Displaying present location in the site.

問題解決のアプローチ~コンサルタントと医者の共通点

PJ活動お役立ちコラム
第82回 2022年6月21日
問題解決のアプローチ~コンサルタントと医者の共通点

皆さんは日々のプロジェクト活動で発生した問題をどのように解決していますか?今回はコンサルタントや医者を取り上げながら、問題解決のアプローチ方法についてお話ししたいと思います。

問題が再発するのはなぜでしょう

皆さんが日々プロジェクトを遂行する中においては、頻度や種類の違いはあれど「何かしらの問題」が発生することがあると思います。それは品質(Q)であったり、予算に対するコスト(C)であったり、スケジュール(D)であったり、また場合によってはそれらが相互に関連したりする場合もあるでしょう。
そのような問題を放っておくことはできませんので、皆さんは解決に向けて打ち手を検討して実行します。例えば日程遅延に対しては人員リソースを追加してマンパワーで期日に間に合うようにしたり、予算が足りなければ追加費用を申請したりすることもあるでしょう。その結果、問題が解決することもあります。しかし、なぜか何度も同じ問題が繰り返されたり、ひとつの問題を解決したと思ったら別の問題が発生したりすることもまたよく見られることです。
いったん解決したはずなのに、まぜまた問題が再発するのでしょうか。

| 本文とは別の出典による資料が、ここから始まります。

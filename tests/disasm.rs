use pretty_assertions::assert_eq;

use mos6502_rs::disasm::{decode_at, disassemble, fmt_unit};
use mos6502_rs::instructions::TABLE;
use mos6502_rs::{AsmUnit, Operand, Parser, Program};

fn insn(name: &'static str, operand: Operand) -> AsmUnit {
    AsmUnit::Instruction { name, operand }
}

#[test]
fn build_then_disassemble_matches_assembly() {
    let mut prg = Program::default();
    for v in [0x01u8, 0x10, 0x80, 0xFF] {
        prg.add("LDA_IMM", v).unwrap();
    }
    let bytes = prg.build(true).unwrap();
    assert_eq!(disassemble(&bytes, 0), prg.assembly().to_vec());
}

#[test]
fn every_opcode_survives_build_and_disassemble() {
    let mut prg = Program::default();
    for d in TABLE.iter() {
        let operand = match d.size() {
            1 => Operand::None,
            2 => Operand::Value(d.opcode as u16),
            _ => Operand::Value(0x1200 | d.opcode as u16),
        };
        prg.add(d.name, operand).unwrap();
    }
    let bytes = prg.build(true).unwrap();
    assert_eq!(bytes.len(), TABLE.iter().map(|d| d.size() as usize).sum::<usize>());
    assert_eq!(disassemble(&bytes, 0), prg.assembly().to_vec());
}

#[test]
fn absolute_operands_are_little_endian() {
    assert_eq!(
        disassemble(&[0xAD, 0x01, 0x44], 0),
        vec![insn("LDA_ABS", Operand::Value(0x4401))]
    );
}

#[test]
fn unknown_bytes_are_skipped() {
    assert_eq!(
        disassemble(&[0x02, 0xEA, 0xFF, 0x0A], 0),
        vec![insn("NOP", Operand::None), insn("ASL", Operand::None)]
    );
}

#[test]
fn truncated_tail_is_dropped() {
    assert_eq!(disassemble(&[0xEA, 0xAD, 0x01], 0), vec![insn("NOP", Operand::None)]);
    assert_eq!(decode_at(&[0xAD, 0x01], 0), None);
}

#[test]
fn start_offset_is_honoured() {
    assert_eq!(
        disassemble(&[0xFF, 0xFF, 0xA2, 0x03], 2),
        vec![insn("LDX_IMM", Operand::Value(3))]
    );
}

#[test]
fn listing_text() {
    let cases = [
        (insn("LDA_IMM", Operand::Value(0x10)), "lda #$10"),
        (insn("LDA_ABS_X", Operand::Value(0x1234)), "lda $1234,x"),
        (insn("LDA_IND_Y", Operand::Value(0x05)), "lda ($05),y"),
        (insn("STA_IND_X", Operand::Value(0x20)), "sta ($20,x)"),
        (insn("JMP_IND", Operand::Value(0xAA01)), "jmp ($aa01)"),
        (insn("LDX_ZP_Y", Operand::Value(0x40)), "ldx $40,y"),
        (insn("BNE", Operand::Value(0xFC)), "bne $fc"),
        (insn("ASL", Operand::None), "asl"),
    ];
    for (unit, text) in cases {
        assert_eq!(fmt_unit(&unit), text);
    }
}

#[test]
fn listing_parses_back_to_the_same_bytes() {
    let src = "
        ldx #$00
    loop:
        lda $9000,x
        sta ($10),y
        inx
        cpx #$08
        bne loop
        jmp ($fffc)
    ";
    let bytes = Parser::new().parse(src).unwrap().build(true).unwrap();
    let text: Vec<String> = disassemble(&bytes, 0).iter().map(fmt_unit).collect();
    let again = Parser::new().parse(&text.join("\n")).unwrap().build(true).unwrap();
    assert_eq!(again, bytes);
}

ケースによって理由は様々でしょうが、その一つに「表面上見えている(顕在化している)問題に注目して施策を打っており、その問題を引き起こす根本的な課題と要因を捉えていない」ことが考えられます。
しかし、『根本的な課題・要因』といってもその抽出方法も分からないし、そもそも検討する時間もない方がほとんどでしょう。自助努力では限界がある、そんなとき外部コンサルタントに協力を仰ぐことを選択される場合もあるかと思います。

コンサルティングって何でしょう

コンサルタントが推進する「コンサルティング」という言葉自体に対しては、いろいろな定義や解釈がありますが、あえて概要的に「顧客の課題を解決する方法を考えて提示する」と表現してみます。一方、世にコンサルタント業を冠した企業は数多く、その対応領域や、活動内容、コミットする範囲は様々であり(そのせいか、皆さんがコンサルタントに抱くイメージも様々かもしれません)、したがってコンサルティングの進め方自体もそれぞれ異なります。
問題解決への具体的な方法は種々あることを前提としたうえで、そのアプローチの大まかな流れとしては以下が挙げられると考えます。

  1. 現状を整理・把握し
  2. そこにある課題を抽出して
  3. その要因の特定と関係性を明らかにして
  4. 有効な改善策を提示する

前項で触れた「根本的な課題・要因」は、1~3の過程で抽出されます。とはいえ、この説明は抽象的なのでちょっとイメージしづらいかもしれません。
そこで、次に「コンサルティング」を別の角度から見てみましょう。

医者もコンサルティング

突然ですが、英語で「医者にかかる」はどのように表現するか、ご存知ですか。単に『医者に(病院に)行く』であれば To see a doctor ですが、診察を受けるニュアンスを含める場合は To consult a doctor と表現します。「コンサルト」が出てきましたね。
皆さんが体調を崩した際に、病院に行って医者に診察してもらうことを思い出してみてください。まずは症状を伝え、熱を測ったり、聴診器で呼吸音や心音を聞いたり、場合によっては血液検査・尿検査を行ったりレントゲンを撮ったりします(1. 現状整理・把握)。医者はその結果を元に、健康な状態との比べてどのような異常があるかを確認し(2. 課題の抽出)、その原因は何かを特定して(3. 要因の特定)、必要な処置を判断します(4. 改善策の提示)。
もしもその医者が、表面上に現れている症状だけで処置方法を判断したとしたらどうなるでしょう。例えば頭痛を訴える患者に対して、その症状がどのような原因に起因しているかを調べることなく単に頭痛薬だけを処方したとします。一時的に頭痛は改善するかもしれませんが、もしもその頭痛が重篤な疾患に起因しているとしたら、その処置では正しい治療にはなりません。
現状を正しく把握し、根本的な課題と要因を抽出・特定したうえで問題を解決するというアプローチが必要なのです。

おわりに

今回は、「コンサルティング」が問題解決に対してどのようなアプローチをするかについて、医者にかかるという身近な例と照らし合わせて述べました。現行プロジェクトにおいて講じている解決施策が、果たして根本的な課題・要因を踏まえているか。いま一度、考えてみると良いかもしれません。
今回のご紹介がみなさんの活動のご参考になりましたら幸いです。